■ Data for this task
┄┄┄┄┄┄
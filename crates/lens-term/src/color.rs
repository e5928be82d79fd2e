// SPDX-License-Identifier: MIT
//
// lens-term color science — hex parsing, sRGB linearization, Oklab/OKLCH.
//
// Single-character variable names (r, g, b, l, c, h, a, s, m) are the
// standard mathematical convention in color science. Renaming them would
// make the code harder to compare against reference implementations.
#![allow(clippy::many_single_char_names)]
//
// Conversion pipeline:
//
//   #RRGGBB ↔ Rgb (u8) → sRGB (0–1) → Linear sRGB → LMS → Oklab → OKLCH
//
// All math is f64. The matrix constants are Björn Ottosson's published
// values to ten decimal places; hue and chroma reports are compared
// against other tools, so they must not be rounded or re-derived.
//
// The linearization here uses the IEC 61966-2-1 threshold (0.04045). WCAG
// luminance in lens-theme uses its own 0.03928 threshold on purpose: the
// two standards define them separately.

use std::fmt;
use std::str::FromStr;

use crate::error::{Error, Result};

// ─── Rgb ─────────────────────────────────────────────────────────────────────

/// An 8-bit sRGB color, the unit every palette slot is stored in.
///
/// Displays as lowercase `#rrggbb` and parses from `#RRGGBB` in either case:
///
/// ```
/// use lens_term::color::Rgb;
///
/// let c: Rgb = "#EBDBB2".parse().unwrap();
/// assert_eq!(c, Rgb::new(0xeb, 0xdb, 0xb2));
/// assert_eq!(c.to_string(), "#ebdbb2");
/// ```
#[derive(Debug, Clone, Copy, PartialEq, Eq, Hash, Default)]
pub struct Rgb {
    pub r: u8,
    pub g: u8,
    pub b: u8,
}

impl Rgb {
    /// Pure black.
    pub const BLACK: Self = Self::new(0, 0, 0);

    /// Pure white.
    pub const WHITE: Self = Self::new(255, 255, 255);

    #[inline]
    #[must_use]
    pub const fn new(r: u8, g: u8, b: u8) -> Self {
        Self { r, g, b }
    }

    /// Canonical lowercase `#rrggbb` form.
    #[must_use]
    pub fn to_hex(self) -> String {
        rgb_to_hex(self)
    }

    /// Convert to Oklab.
    #[must_use]
    pub fn to_oklab(self) -> Oklab {
        rgb_to_oklab(self)
    }

    /// Convert to OKLCH.
    #[must_use]
    pub fn to_oklch(self) -> Oklch {
        rgb_to_oklch(self)
    }

    /// The three channels as a tuple, for destructuring.
    #[inline]
    #[must_use]
    pub const fn channels(self) -> (u8, u8, u8) {
        (self.r, self.g, self.b)
    }
}

impl fmt::Display for Rgb {
    fn fmt(&self, f: &mut fmt::Formatter<'_>) -> fmt::Result {
        write!(f, "#{:02x}{:02x}{:02x}", self.r, self.g, self.b)
    }
}

impl FromStr for Rgb {
    type Err = Error;

    fn from_str(s: &str) -> Result<Self> {
        hex_to_rgb(s)
    }
}

impl From<(u8, u8, u8)> for Rgb {
    fn from((r, g, b): (u8, u8, u8)) -> Self {
        Self::new(r, g, b)
    }
}

// ─── Oklab / OKLCH ───────────────────────────────────────────────────────────

/// A color in Oklab: perceptual lightness plus two opponent axes.
///
/// Derived on demand from an [`Rgb`]; nothing in the workspace caches it.
#[derive(Debug, Clone, Copy, PartialEq)]
pub struct Oklab {
    /// Lightness, 0.0 (black) to ~1.0 (white).
    pub l: f64,
    /// Green (−) to red (+) axis.
    pub a: f64,
    /// Blue (−) to yellow (+) axis.
    pub b: f64,
}

/// A color in OKLCH, the polar form of Oklab.
#[derive(Debug, Clone, Copy, PartialEq)]
pub struct Oklch {
    /// Lightness, identical to [`Oklab::l`].
    pub l: f64,
    /// Chroma: distance from the neutral axis.
    pub c: f64,
    /// Hue angle in degrees, in `[0, 360)`.
    pub h: f64,
}

impl Oklab {
    /// Polar form of this color.
    #[must_use]
    pub fn to_oklch(self) -> Oklch {
        let c = self.a.hypot(self.b);
        let mut h = self.b.atan2(self.a).to_degrees();
        if h < 0.0 {
            h += 360.0;
        }
        Oklch { l: self.l, c, h }
    }
}

impl Oklch {
    /// Rebuild the Cartesian Oklab coordinates.
    #[must_use]
    pub fn to_oklab(self) -> Oklab {
        let h_rad = self.h.to_radians();
        Oklab {
            l: self.l,
            a: self.c * h_rad.cos(),
            b: self.c * h_rad.sin(),
        }
    }
}

// ─── Hex Parsing ─────────────────────────────────────────────────────────────

/// Parse a `#RRGGBB` string.
///
/// # Errors
///
/// Returns [`Error::InvalidHex`] if the string does not start with `#`, is
/// not exactly seven bytes long, or contains a non-hexadecimal digit.
pub fn hex_to_rgb(hex: &str) -> Result<Rgb> {
    parse_hex(hex).ok_or_else(|| Error::InvalidHex(hex.to_owned()))
}

/// Format a color as lowercase `#rrggbb`.
#[must_use]
pub fn rgb_to_hex(rgb: Rgb) -> String {
    rgb.to_string()
}

/// Whether `s` is a valid `#RRGGBB` color.
///
/// Same rules as [`hex_to_rgb`]; meant for probing text that is still being
/// typed before committing it anywhere.
#[must_use]
pub fn is_valid_hex_color(s: &str) -> bool {
    parse_hex(s).is_some()
}

fn parse_hex(s: &str) -> Option<Rgb> {
    let digits = s.strip_prefix('#')?.as_bytes();
    if digits.len() != 6 {
        return None;
    }
    let r = parse_hex_byte(&digits[0..2])?;
    let g = parse_hex_byte(&digits[2..4])?;
    let b = parse_hex_byte(&digits[4..6])?;
    Some(Rgb::new(r, g, b))
}

#[inline]
const fn parse_hex_digit(c: u8) -> Option<u8> {
    match c {
        b'0'..=b'9' => Some(c - b'0'),
        b'a'..=b'f' => Some(c - b'a' + 10),
        b'A'..=b'F' => Some(c - b'A' + 10),
        _ => None,
    }
}

#[inline]
fn parse_hex_byte(bytes: &[u8]) -> Option<u8> {
    let hi = parse_hex_digit(bytes[0])?;
    let lo = parse_hex_digit(bytes[1])?;
    Some(hi << 4 | lo)
}

// ─── sRGB → Oklab ────────────────────────────────────────────────────────────
//
// Reference: https://bottosson.github.io/posts/oklab/

/// Linear sRGB → LMS cone response.
const LMS_FROM_LINEAR: [[f64; 3]; 3] = [
    [0.412_221_470_8, 0.536_332_536_3, 0.051_445_992_9],
    [0.211_903_498_2, 0.680_699_545_1, 0.107_396_956_6],
    [0.088_302_461_9, 0.281_718_837_6, 0.629_978_700_5],
];

/// Cube-rooted LMS → Oklab.
const LAB_FROM_LMS: [[f64; 3]; 3] = [
    [0.210_454_255_3, 0.793_617_785_0, -0.004_072_046_8],
    [1.977_998_495_1, -2.428_592_205_0, 0.450_593_709_9],
    [0.025_904_037_1, 0.782_771_766_2, -0.808_675_766_0],
];

/// Convert one 8-bit sRGB channel (as 0.0–1.0) to linear light.
#[inline]
#[must_use]
pub fn srgb_to_linear(c: f64) -> f64 {
    if c <= 0.040_45 {
        c / 12.92
    } else {
        ((c + 0.055) / 1.055).powf(2.4)
    }
}

/// Convert an 8-bit sRGB color to Oklab.
#[must_use]
pub fn rgb_to_oklab(rgb: Rgb) -> Oklab {
    let linear = [
        srgb_to_linear(f64::from(rgb.r) / 255.0),
        srgb_to_linear(f64::from(rgb.g) / 255.0),
        srgb_to_linear(f64::from(rgb.b) / 255.0),
    ];

    let lms = mat_mul(&LMS_FROM_LINEAR, linear).map(cbrt_or_zero);
    let [l, a, b] = mat_mul(&LAB_FROM_LMS, lms);

    Oklab { l, a, b }
}

/// Convert an 8-bit sRGB color to OKLCH, hue normalized to `[0, 360)`.
#[must_use]
pub fn rgb_to_oklch(rgb: Rgb) -> Oklch {
    rgb_to_oklab(rgb).to_oklch()
}

/// Shortest angular distance between two hues, in `[0, 180]`.
#[must_use]
pub fn hue_distance(h1: f64, h2: f64) -> f64 {
    let diff = (h1 - h2).abs();
    if diff > 180.0 { 360.0 - diff } else { diff }
}

// Plain products and sums, evaluated left to right. Fused multiply-add
// would move results in the last digit.
#[allow(clippy::suboptimal_flops)]
#[inline]
fn mat_mul(m: &[[f64; 3]; 3], v: [f64; 3]) -> [f64; 3] {
    m.map(|row| row[0] * v[0] + row[1] * v[1] + row[2] * v[2])
}

/// Cube root that maps zero and negative inputs to 0.
#[inline]
fn cbrt_or_zero(v: f64) -> f64 {
    if v > 0.0 { v.cbrt() } else { 0.0 }
}

// ─── Tests ───────────────────────────────────────────────────────────────────

#[cfg(test)]
mod tests {
    use super::*;
    use proptest::prelude::*;

    fn approx_eq(a: f64, b: f64, epsilon: f64) -> bool {
        (a - b).abs() < epsilon
    }

    // ── Hex Parsing ──────────────────────────────────────────────────────

    #[test]
    fn hex_parsing_lowercase() {
        assert_eq!(hex_to_rgb("#ff8000").unwrap(), Rgb::new(255, 128, 0));
    }

    #[test]
    fn hex_parsing_uppercase() {
        assert_eq!(hex_to_rgb("#1D2021").unwrap(), Rgb::new(0x1d, 0x20, 0x21));
    }

    #[test]
    fn hex_parsing_requires_hash() {
        assert_eq!(
            hex_to_rgb("ff8000"),
            Err(Error::InvalidHex("ff8000".into()))
        );
    }

    #[test]
    fn hex_parsing_rejects_wrong_length() {
        assert!(hex_to_rgb("#f80").is_err());
        assert!(hex_to_rgb("#ff800000").is_err());
        assert!(hex_to_rgb("#").is_err());
        assert!(hex_to_rgb("").is_err());
    }

    #[test]
    fn hex_parsing_rejects_non_hex_digits() {
        assert!(hex_to_rgb("#gg0000").is_err());
        assert!(hex_to_rgb("#12345z").is_err());
        assert!(hex_to_rgb("#-12345").is_err());
    }

    #[test]
    fn hex_parsing_rejects_multibyte_text() {
        // Seven bytes, but not seven characters of hex.
        assert!(hex_to_rgb("#ééé").is_err());
    }

    #[test]
    fn valid_hex_probe_matches_parser() {
        for s in ["#000000", "#ABCDEF", "#abcdef", "#a", "000000", "#12345g"] {
            assert_eq!(is_valid_hex_color(s), hex_to_rgb(s).is_ok(), "{s}");
        }
    }

    #[test]
    fn hex_formatting_is_lowercase() {
        assert_eq!(rgb_to_hex(Rgb::new(0xAB, 0x0C, 0xEF)), "#ab0cef");
        assert_eq!(Rgb::BLACK.to_hex(), "#000000");
    }

    #[test]
    fn from_str_parses() {
        let c: Rgb = "#ebdbb2".parse().unwrap();
        assert_eq!(c.channels(), (0xeb, 0xdb, 0xb2));
    }

    // ── Linearization ────────────────────────────────────────────────────

    #[test]
    fn linearization_endpoints() {
        assert!(approx_eq(srgb_to_linear(0.0), 0.0, 1e-12));
        assert!(approx_eq(srgb_to_linear(1.0), 1.0, 1e-12));
    }

    #[test]
    fn linearization_below_threshold_is_linear() {
        assert!(approx_eq(srgb_to_linear(0.04), 0.04 / 12.92, 1e-12));
    }

    #[test]
    fn linearization_mid_gray() {
        // sRGB 0.5 linearizes to ~0.214.
        let v = srgb_to_linear(0.5);
        assert!(approx_eq(v, 0.214_041, 1e-5), "{v}");
    }

    // ── Known Values ─────────────────────────────────────────────────────

    #[test]
    fn oklab_pure_red() {
        let lab = rgb_to_oklab(Rgb::new(255, 0, 0));
        assert!(approx_eq(lab.l, 0.627_955_360_6, 1e-9), "L {}", lab.l);
        assert!(approx_eq(lab.a, 0.224_863_061_1, 1e-9), "a {}", lab.a);
        assert!(approx_eq(lab.b, 0.125_846_298_5, 1e-9), "b {}", lab.b);
    }

    #[test]
    fn oklab_pure_blue() {
        let lab = rgb_to_oklab(Rgb::new(0, 0, 255));
        assert!(approx_eq(lab.l, 0.452_013_718_4, 1e-9));
        assert!(approx_eq(lab.a, -0.032_456_984_2, 1e-9));
        assert!(approx_eq(lab.b, -0.311_528_147_7, 1e-9));
    }

    #[test]
    fn oklab_black_is_origin() {
        let lab = rgb_to_oklab(Rgb::BLACK);
        assert_eq!((lab.l, lab.a, lab.b), (0.0, 0.0, 0.0));
    }

    #[test]
    fn oklab_white_is_full_lightness() {
        let lab = rgb_to_oklab(Rgb::WHITE);
        assert!(approx_eq(lab.l, 1.0, 1e-7));
        assert!(approx_eq(lab.a, 0.0, 1e-6));
        assert!(approx_eq(lab.b, 0.0, 1e-6));
    }

    #[test]
    fn oklch_red_hue_near_29() {
        let lch = rgb_to_oklch(Rgb::new(255, 0, 0));
        assert!(approx_eq(lch.h, 29.233_885, 1e-5), "hue {}", lch.h);
        assert!(approx_eq(lch.c, 0.257_683, 1e-5), "chroma {}", lch.c);
    }

    #[test]
    fn oklch_negative_angle_wraps() {
        // Pure blue sits in the third quadrant: atan2 is negative.
        let lch = rgb_to_oklch(Rgb::new(0, 0, 255));
        assert!(approx_eq(lch.h, 264.052_021, 1e-5), "hue {}", lch.h);
    }

    #[test]
    fn gray_has_no_chroma() {
        let lch = rgb_to_oklch(Rgb::new(128, 128, 128));
        assert!(lch.c < 1e-6, "chroma {}", lch.c);
    }

    // ── Hue Distance ─────────────────────────────────────────────────────

    #[test]
    fn hue_distance_wraps_around() {
        assert!(approx_eq(hue_distance(10.0, 350.0), 20.0, 1e-12));
        assert!(approx_eq(hue_distance(350.0, 10.0), 20.0, 1e-12));
    }

    #[test]
    fn hue_distance_opposite_is_180() {
        assert!(approx_eq(hue_distance(0.0, 180.0), 180.0, 1e-12));
        assert!(approx_eq(hue_distance(90.0, 270.0), 180.0, 1e-12));
    }

    #[test]
    fn hue_distance_same_hue_is_zero() {
        assert_eq!(hue_distance(123.4, 123.4), 0.0);
    }

    // ── Properties ───────────────────────────────────────────────────────

    proptest! {
        #[test]
        fn hex_roundtrip(r: u8, g: u8, b: u8, upper: bool) {
            let hex = format!("#{r:02x}{g:02x}{b:02x}");
            let input = if upper { hex.to_uppercase() } else { hex.clone() };
            prop_assert_eq!(rgb_to_hex(hex_to_rgb(&input).unwrap()), hex);
        }

        #[test]
        fn oklch_reconstructs_oklab(r: u8, g: u8, b: u8) {
            let rgb = Rgb::new(r, g, b);
            let lab = rgb_to_oklab(rgb);
            let back = rgb_to_oklch(rgb).to_oklab();
            prop_assert!((lab.a - back.a).abs() < 1e-6);
            prop_assert!((lab.b - back.b).abs() < 1e-6);
            prop_assert!((lab.l - back.l).abs() < 1e-12);
        }

        #[test]
        fn oklch_hue_in_range(r: u8, g: u8, b: u8) {
            let h = rgb_to_oklch(Rgb::new(r, g, b)).h;
            prop_assert!((0.0..360.0).contains(&h), "hue {}", h);
        }

        #[test]
        fn hue_distance_bounded(h1 in 0.0f64..360.0, h2 in 0.0f64..360.0) {
            let d = hue_distance(h1, h2);
            prop_assert!((0.0..=180.0).contains(&d));
            prop_assert!((d - hue_distance(h2, h1)).abs() < 1e-12);
        }
    }
}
┄┄┄┄┄┄
■ What to produce
Find the word "Convert" in the entries above and gather every line that holds it.

■ Response area
    /// Convert to Oklab.
    /// Convert to OKLCH.
/// Convert one 8-bit sRGB channel (as 0.0–1.0) to linear light.
/// Convert an 8-bit sRGB color to Oklab.
/// Convert an 8-bit sRGB color to OKLCH, hue normalized to `[0, 360)`.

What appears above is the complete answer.